Горбунова, составившего себе, в конце концов, славу замеча­тельного рассказчика и сочинителя маленьких бытовых сценок, я решаюсь взять под подозрение в качестве исполнителя Кудряша. Мне хочется угадать: владел ли этот актер языком Островского так, как владела и владеет им до сего времени в совершенстве О. О. Садовская? (Вы можете и теперь еще проверить — сколь образцово разговорное мастерство этой замечательной артистки.) И не обращал ли Горбунов язык Островского в тот «пейзанский жаргон», за который преследовала Островского тогдашняя крити­ка и в котором так виртуозен был Горбунов в сценках собствен­ного сочинения?

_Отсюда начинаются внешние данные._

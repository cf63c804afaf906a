use crate::datetime;
use crate::list::applications_are_unique;
use crate::model::{JobApplication, Status, Tag};
use serde::{Deserialize, Serialize};
use std::collections::BTreeSet;
use std::fs;
use std::io;
use std::path::{Path, PathBuf};
use tracing::{debug, info};

const DEADLINE_STORAGE_FORMAT: &str = "%Y-%m-%dT%H:%M:%S";

/// Persistence boundary for the job book so the logic layer can run against
/// any backing store.
pub trait ApplicationStorage {
    fn path(&self) -> &Path;
    fn load(&self) -> Result<Vec<JobApplication>, StorageError>;
    fn save(&self, applications: &[JobApplication]) -> Result<(), StorageError>;
}

#[derive(Debug, thiserror::Error)]
pub enum StorageError {
    #[error("permission denied while accessing {}", .path.display())]
    PermissionDenied { path: PathBuf, source: io::Error },
    #[error("could not access {}: {source}", .path.display())]
    Io { path: PathBuf, source: io::Error },
    #[error("Job Application's {0} field is missing!")]
    MissingField(&'static str),
    #[error("Illegal value in data file: {0}")]
    IllegalValue(String),
    #[error("Job applications list contains duplicate job application(s).")]
    DuplicateApplication,
    #[error("malformed data file {}: {source}", .path.display())]
    Malformed {
        path: PathBuf,
        source: serde_json::Error,
    },
    #[error("could not serialize job applications: {0}")]
    Serialize(#[source] serde_json::Error),
}

fn io_error(path: &Path, source: io::Error) -> StorageError {
    let path = path.to_path_buf();
    if source.kind() == io::ErrorKind::PermissionDenied {
        StorageError::PermissionDenied { path, source }
    } else {
        StorageError::Io { path, source }
    }
}

#[derive(Debug, Default, Serialize, Deserialize)]
#[serde(rename_all = "camelCase")]
struct SerializableJobBook {
    #[serde(default)]
    job_applications: Vec<SerializableJobApplication>,
}

/// On-disk shape of one application. Every field is optional here so that a
/// missing one can be reported by name instead of as a generic JSON error.
#[derive(Debug, Clone, Default, Serialize, Deserialize)]
#[serde(rename_all = "camelCase")]
struct SerializableJobApplication {
    company_name: Option<String>,
    role: Option<String>,
    deadline: Option<String>,
    status: Option<String>,
    #[serde(default)]
    tags: Vec<String>,
}

impl From<&JobApplication> for SerializableJobApplication {
    fn from(application: &JobApplication) -> Self {
        SerializableJobApplication {
            company_name: Some(application.company_name().to_string()),
            role: Some(application.role().to_string()),
            deadline: Some(
                application
                    .deadline()
                    .format(DEADLINE_STORAGE_FORMAT)
                    .to_string(),
            ),
            status: Some(application.status().name().to_string()),
            tags: application
                .tags()
                .iter()
                .map(|tag| tag.name().to_string())
                .collect(),
        }
    }
}

impl SerializableJobApplication {
    fn to_model(&self) -> Result<JobApplication, StorageError> {
        let company_name = self
            .company_name
            .as_deref()
            .ok_or(StorageError::MissingField("Company Name"))?;
        let role = self
            .role
            .as_deref()
            .ok_or(StorageError::MissingField("Role"))?;
        let deadline_text = self
            .deadline
            .as_deref()
            .ok_or(StorageError::MissingField("Deadline"))?;
        let status_text = self
            .status
            .as_deref()
            .ok_or(StorageError::MissingField("Status"))?;

        let deadline = datetime::parse_iso_date_time(deadline_text).ok_or_else(|| {
            StorageError::IllegalValue(format!("invalid deadline '{}'", deadline_text))
        })?;
        let status = status_text
            .parse::<Status>()
            .map_err(|err| StorageError::IllegalValue(err.to_string()))?;
        let tags = self
            .tags
            .iter()
            .map(|name| Tag::parse(name))
            .collect::<Result<BTreeSet<_>, _>>()
            .map_err(|err| StorageError::IllegalValue(err.to_string()))?;

        JobApplication::new(company_name, role, deadline, status, tags)
            .map_err(|err| StorageError::IllegalValue(err.to_string()))
    }
}

/// Stores the job book as a single pretty-printed JSON document.
#[derive(Debug, Clone)]
pub struct JsonFileStorage {
    path: PathBuf,
}

impl JsonFileStorage {
    pub fn new(path: impl Into<PathBuf>) -> Self {
        JsonFileStorage { path: path.into() }
    }
}

impl ApplicationStorage for JsonFileStorage {
    fn path(&self) -> &Path {
        &self.path
    }

    fn load(&self) -> Result<Vec<JobApplication>, StorageError> {
        let data = match fs::read_to_string(&self.path) {
            Ok(data) => data,
            Err(err) if err.kind() == io::ErrorKind::NotFound => {
                info!(path = %self.path.display(), "no data file yet, starting empty");
                return Ok(Vec::new());
            }
            Err(err) => return Err(io_error(&self.path, err)),
        };
        let book: SerializableJobBook =
            serde_json::from_str(&data).map_err(|source| StorageError::Malformed {
                path: self.path.clone(),
                source,
            })?;
        let applications = book
            .job_applications
            .iter()
            .map(SerializableJobApplication::to_model)
            .collect::<Result<Vec<_>, _>>()?;
        if !applications_are_unique(&applications) {
            return Err(StorageError::DuplicateApplication);
        }
        debug!(count = applications.len(), "loaded job applications");
        Ok(applications)
    }

    fn save(&self, applications: &[JobApplication]) -> Result<(), StorageError> {
        if let Some(parent) = self.path.parent() {
            fs::create_dir_all(parent).map_err(|err| io_error(parent, err))?;
        }
        let book = SerializableJobBook {
            job_applications: applications.iter().map(Into::into).collect(),
        };
        let serialized = serde_json::to_string_pretty(&book).map_err(StorageError::Serialize)?;
        fs::write(&self.path, serialized).map_err(|err| io_error(&self.path, err))?;
        debug!(count = applications.len(), path = %self.path.display(), "saved job applications");
        Ok(())
    }
}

Язык Островского тем труден, что он звучит со сцены нестер­пимым для слуха жаргоном в том случае, когда актер начинает отыскивать и подносить (с особенными подчеркиваниями) отдель­ные диковинные выражения и чудные словечки, совершенно не пы­таясь овладеть строем речи драматурга в целом и совсем не умея синтетически собирать слова в своеобразную прозаическую мелодию.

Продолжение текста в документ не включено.